Civil Union Dissolution in Colorado

Civil Union DissolutionColorado recently enacted the Colorado Civil Union Act, which was enacted with an effective date of July 1, 2013.  A civil union is defined under the new Colorado law to be a relationship that two adult persons (regardless of their gender) can legally have with one another, as long as they are single and not part of any existing civil union.  Civil unions are dissolved by a dissolution process, similar to that of a dissolution of marriage, but a lot of legal questions still remain to be answered for this process.

A civil union affords the parties similar rights and responsibilities to those of a married couple.  Also, the law in Colorado that outlines the procedures and rights applicable to divorcing parties, which now, in most part, also applies to parties seeking to dissolve a civil union.

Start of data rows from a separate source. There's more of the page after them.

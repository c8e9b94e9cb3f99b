//! End-to-end NNTP wire protocol tests against an in-process server bound to
//! an ephemeral port, covering the cold-start POST, duplicate POST,
//! cross-post, threading, and concurrent TAKETHIS scenarios.

use std::sync::Arc;

use archnews::config::{AppConfig, EngineConfig, HistoryConfig, LoggingConfig, NntpServerSettings, StorageConfig};
use archnews::history::HistoryStore;
use archnews::nntp::auth::AuthGuard;
use archnews::nntp::engine::Engine;
use archnews::nntp::session::Session;
use archnews::storage::catalog::Catalog;
use archnews::storage::pool::ShardPool;
use tokio::io::{AsyncBufReadExt, AsyncWriteExt, BufReader};
use tokio::net::{TcpListener, TcpStream};

/// Seed an `nntp_users` row directly via a raw connection: the catalog
/// deliberately exposes no user-creation API (that's an admin collaborator
/// concern), so tests that need an authenticated session open the same
/// sqlite file rather than growing the production surface.
fn seed_user(data_dir: &std::path::Path, username: &str, password: &str) {
    let conn = rusqlite::Connection::open(data_dir.join("catalog.db")).unwrap();
    conn.execute(
        "INSERT INTO nntp_users(username, password_hash, max_connections, can_post, active)
         VALUES (?1, ?2, 8, 1, 1)",
        rusqlite::params![username, archnews::nntp::auth::hash_password(password)],
    )
    .unwrap();
}

async fn authed_client(addr: std::net::SocketAddr, username: &str, password: &str) -> Client {
    let mut client = Client::connect(addr).await;
    client.send(&format!("AUTHINFO USER {username}")).await;
    assert_eq!(client.read_line().await, "381 password required");
    client.send(&format!("AUTHINFO PASS {password}")).await;
    assert_eq!(client.read_line().await, "281 authentication accepted");
    client
}

async fn spawn_server(data_dir: &std::path::Path, group: &str) -> std::net::SocketAddr {
    let config = Arc::new(AppConfig {
        engine: EngineConfig {
            hostname: Some("news.test".into()),
            data_dir: data_dir.display().to_string(),
        },
        history: HistoryConfig { short_hash_width: 5 },
        storage: StorageConfig::default(),
        nntp: NntpServerSettings {
            bind_host: "127.0.0.1".into(),
            port: 0,
            tls_port: None,
            tls_cert_path: None,
            tls_key_path: None,
            max_connections: 64,
            max_connections_per_user: 8,
            max_article_bytes: 1 << 20,
        },
        provider: vec![],
        logging: LoggingConfig::default(),
    });

    let catalog = Arc::new(Catalog::open(data_dir).unwrap());
    catalog.ensure_group(group, "").unwrap();
    let shards = ShardPool::new(data_dir.join("shards"), 8, 16);
    let history = HistoryStore::open(&data_dir.join("history"), 5).await.unwrap();
    let engine = Engine::new(config, catalog, shards, history);
    let auth = Arc::new(AuthGuard::new(engine.catalog.clone()));

    let listener = TcpListener::bind("127.0.0.1:0").await.unwrap();
    let addr = listener.local_addr().unwrap();

    tokio::spawn(async move {
        loop {
            let Ok((stream, peer)) = listener.accept().await else { break };
            let engine = Arc::clone(&engine);
            let auth = Arc::clone(&auth);
            tokio::spawn(async move {
                let mut session = Session::new(engine, auth, peer);
                let _ = session.run(stream).await;
            });
        }
    });

    addr
}

struct Client {
    reader: BufReader<tokio::net::tcp::OwnedReadHalf>,
    writer: tokio::net::tcp::OwnedWriteHalf,
}

impl Client {
    async fn connect(addr: std::net::SocketAddr) -> Self {
        let stream = TcpStream::connect(addr).await.unwrap();
        let (read_half, writer) = stream.into_split();
        let mut client = Client { reader: BufReader::new(read_half), writer };
        client.read_line().await; // greeting
        client
    }

    async fn send(&mut self, line: &str) {
        self.writer.write_all(line.as_bytes()).await.unwrap();
        self.writer.write_all(b"\r\n").await.unwrap();
    }

    async fn read_line(&mut self) -> String {
        let mut buf = String::new();
        self.reader.read_line(&mut buf).await.unwrap();
        buf.trim_end().to_string()
    }

    async fn send_article(&mut self, raw: &str) {
        for line in raw.lines() {
            self.send(line).await;
        }
        self.send(".").await;
    }
}

#[tokio::test]
async fn cold_start_post_then_stat_and_body() {
    let dir = tempfile::tempdir().unwrap();
    let addr = spawn_server(dir.path(), "comp.lang.rust").await;
    seed_user(dir.path(), "tester", "hunter2");
    let mut client = authed_client(addr, "tester", "hunter2").await;

    client.send("POST").await;
    assert_eq!(client.read_line().await, "340 send article to be posted");
    client
        .send_article("Message-ID: <a@x>\r\nNewsgroups: comp.lang.rust\r\nSubject: hi\r\nFrom: a@b\r\n\r\nhello")
        .await;
    assert_eq!(client.read_line().await, "240 article posted ok");

    client.send("GROUP comp.lang.rust").await;
    assert_eq!(client.read_line().await, "211 1 1 1 comp.lang.rust");

    client.send("STAT 1").await;
    assert_eq!(client.read_line().await, "223 1 <a@x>");

    client.send("BODY 1").await;
    assert_eq!(client.read_line().await, "222 1 <a@x>");
    assert_eq!(client.read_line().await, "hello");
    assert_eq!(client.read_line().await, ".");
}

#[tokio::test]
async fn duplicate_post_is_rejected() {
    let dir = tempfile::tempdir().unwrap();
    let addr = spawn_server(dir.path(), "comp.lang.rust").await;
    seed_user(dir.path(), "tester", "hunter2");
    let mut client = authed_client(addr, "tester", "hunter2").await;

    for expected in ["240 article posted ok", "441 posting failed (duplicate)"] {
        client.send("POST").await;
        assert_eq!(client.read_line().await, "340 send article to be posted");
        client
            .send_article("Message-ID: <dup@x>\r\nNewsgroups: comp.lang.rust\r\n\r\nbody")
            .await;
        assert_eq!(client.read_line().await, expected);
    }
}

#[tokio::test]
async fn crosspost_lands_in_both_groups() {
    let dir = tempfile::tempdir().unwrap();
    let addr = spawn_server(dir.path(), "comp.lang.rust").await;

    // ensure the second group exists before the connection accepts the post
    let catalog = Catalog::open(dir.path()).unwrap();
    catalog.ensure_group("comp.lang.go", "").unwrap();
    drop(catalog);
    seed_user(dir.path(), "tester", "hunter2");

    let mut client = authed_client(addr, "tester", "hunter2").await;
    client.send("POST").await;
    assert_eq!(client.read_line().await, "340 send article to be posted");
    client
        .send_article("Message-ID: <cross@x>\r\nNewsgroups: comp.lang.rust, comp.lang.go\r\n\r\nhi")
        .await;
    assert_eq!(client.read_line().await, "240 article posted ok");

    client.send("GROUP comp.lang.go").await;
    assert_eq!(client.read_line().await, "211 1 1 1 comp.lang.go");
    client.send("STAT 1").await;
    assert_eq!(client.read_line().await, "223 1 <cross@x>");
}

#[tokio::test]
async fn reply_is_threaded_under_its_reference() {
    let dir = tempfile::tempdir().unwrap();
    let addr = spawn_server(dir.path(), "comp.lang.rust").await;
    seed_user(dir.path(), "tester", "hunter2");
    let mut client = authed_client(addr, "tester", "hunter2").await;

    client.send("POST").await;
    assert_eq!(client.read_line().await, "340 send article to be posted");
    client
        .send_article("Message-ID: <r@x>\r\nNewsgroups: comp.lang.rust\r\n\r\nroot")
        .await;
    assert_eq!(client.read_line().await, "240 article posted ok");

    client.send("POST").await;
    assert_eq!(client.read_line().await, "340 send article to be posted");
    client
        .send_article("Message-ID: <c@x>\r\nNewsgroups: comp.lang.rust\r\nReferences: <r@x>\r\n\r\nreply")
        .await;
    assert_eq!(client.read_line().await, "240 article posted ok");

    let shards = ShardPool::new(dir.path().join("shards"), 8, 16);
    let handle = shards.get_shard("comp.lang.rust").await.unwrap();
    let root_row = handle.shard.thread_row_for_child(1).unwrap().unwrap();
    assert_eq!(root_row.root_article, 1);
    assert_eq!(root_row.parent_article, None);
    assert_eq!(root_row.depth, 0);

    let child_row = handle.shard.thread_row_for_child(2).unwrap().unwrap();
    assert_eq!(child_row.root_article, 1);
    assert_eq!(child_row.parent_article, Some(1));
    assert_eq!(child_row.depth, 1);
}

#[tokio::test]
async fn concurrent_takethis_storm_dedupes_to_one_per_message_id() {
    let dir = tempfile::tempdir().unwrap();
    let addr = spawn_server(dir.path(), "comp.lang.rust").await;
    seed_user(dir.path(), "tester", "hunter2");

    let mut handles = Vec::new();
    for worker in 0..10u32 {
        handles.push(tokio::spawn(async move {
            let mut client = authed_client(addr, "tester", "hunter2").await;
            let mut ids: Vec<u32> = (0..20).collect();
            if worker % 2 == 0 {
                ids.reverse();
            }
            for i in ids {
                let msgid = format!("<storm{i}@x>");
                client.send(&format!("TAKETHIS {msgid}")).await;
                client
                    .send_article(&format!("Message-ID: {msgid}\r\nNewsgroups: comp.lang.rust\r\n\r\nbody{i}"))
                    .await;
                let reply = client.read_line().await;
                assert!(reply.starts_with("239") || reply.starts_with("439"), "unexpected reply: {reply}");
            }
        }));
    }
    for h in handles {
        h.await.unwrap();
    }

    let catalog = Catalog::open(dir.path()).unwrap();
    let group = catalog.get_group("comp.lang.rust").unwrap().unwrap();
    assert_eq!(group.message_count, 20);
}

The new law in Colorado allows parties seeking to dissolve a civil union to have the same access to the court system to divide property and allocate parental responsibilities, as are applied in a dissolution of marriage action.  Matters such as division of property, division of debts, parenting time, decision making over minor children, child support and maintenance are issues which can be resolved by the Colorado courts, similar to a divorce.  Of course, many jurisdictions will continue to require mediation prior to a court hearing, as has been the requirement in dissolution of marriage actions, at least in most of the Denver Front Range counties.

The new laws also make the adoption process much easier for non-parent parties in a civil union.  Laws existed in Colorado for a “second parent adoption” which allowed both opposite-sex but unmarried and same-sex couples to legally adopt children, but the waters have been muddy prior to the civil union law.  Also, it will allow, in some cases, a child born to one of the parties during the term of the civil union to become the legal child of both parties without having to undergo the adoption process, as was the presumption of children born during a marriage.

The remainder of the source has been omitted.